◆ **AVAILABLE RECORDS**
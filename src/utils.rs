//! Utility functions for time classification, string manipulation, and file system operations.
//!
//! This module provides helper functions used throughout the application:
//! - Time classification for edition naming
//! - String truncation and slugification for logging and Markdown anchors
//! - File system validation for output directories

use chrono::{Local, NaiveTime, Timelike};
use std::error::Error;
use std::fs as stdfs;
use tokio::fs;
use tracing::{info, instrument};

/// Classify a wall-clock time into morning, afternoon, or evening.
///
/// - **Morning**: 00:00 - 08:00
/// - **Afternoon**: 08:00 - 16:00
/// - **Evening**: 16:00 - 24:00
pub fn edition_for(time: NaiveTime) -> &'static str {
    match time.hour() {
        0..=7 => "morning",
        8..=15 => "afternoon",
        _ => "evening",
    }
}

/// Classify the current local time; see [`edition_for`].
#[instrument]
pub fn time_of_day() -> String {
    let tod = Local::now().time();
    let which = edition_for(tod);
    tracing::debug!(%tod, %which, "Computed time_of_day");
    which.to_string()
}

/// Truncate a string for logging purposes.
///
/// Long strings are cut to at most `max` bytes, backing off to a character
/// boundary, with an ellipsis and the number of dropped bytes appended.
///
/// # Examples
///
/// ```ignore
/// assert_eq!(truncate_for_log("short", 100), "short");
/// assert_eq!(truncate_for_log(&"a".repeat(500), 10), "aaaaaaaaaa…(+490 bytes)");
/// ```
pub fn truncate_for_log(s: &str, max: usize) -> String {
    if s.len() <= max {
        return s.to_string();
    }
    let mut end = max;
    while !s.is_char_boundary(end) {
        end -= 1;
    }
    format!("{}…(+{} bytes)", &s[..end], s.len() - end)
}

/// Convert a title to a URL-friendly slug for Markdown anchors.
///
/// # Examples
///
/// ```ignore
/// assert_eq!(slugify_title("Hello World"), "hello-world");
/// assert_eq!(slugify_title("Test-Article!"), "test-article");
/// ```
pub fn slugify_title(title: &str) -> String {
    title
        .to_lowercase()
        .replace(|c: char| !c.is_alphanumeric() && c != ' ' && c != '-', "")
        .replace(' ', "-")
}

/// Capitalize the first character of a string.
///
/// Used for edition and category headings (e.g., "morning" -> "Morning").
pub fn upcase(s: &str) -> String {
    let mut c = s.chars();
    match c.next() {
        None => String::new(),
        Some(f) => f.to_uppercase().collect::<String>() + c.as_str(),
    }
}

/// Ensure a directory exists and is writable.
///
/// Creates the directory if it doesn't exist, then writes and removes a
/// scratch file.
///
/// # Errors
///
/// Returns an error if the directory cannot be created or is not writable.
#[instrument(level = "info", skip_all, fields(path = %path))]
pub async fn ensure_writable_dir(path: &str) -> Result<(), Box<dyn Error>> {
    fs::create_dir_all(path).await?;
    let scratch_path = format!("{}/..__write_check__", path.trim_end_matches('/'));
    stdfs::File::create(&scratch_path)?;
    let _ = stdfs::remove_file(&scratch_path);
    info!("Output directory is writable");
    Ok(())
}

◆ **EXERCISE**
Please report how many lines in the records contain the string "directory", and write nothing besides that number.

◆ **EXPECTED OUTPUT**
4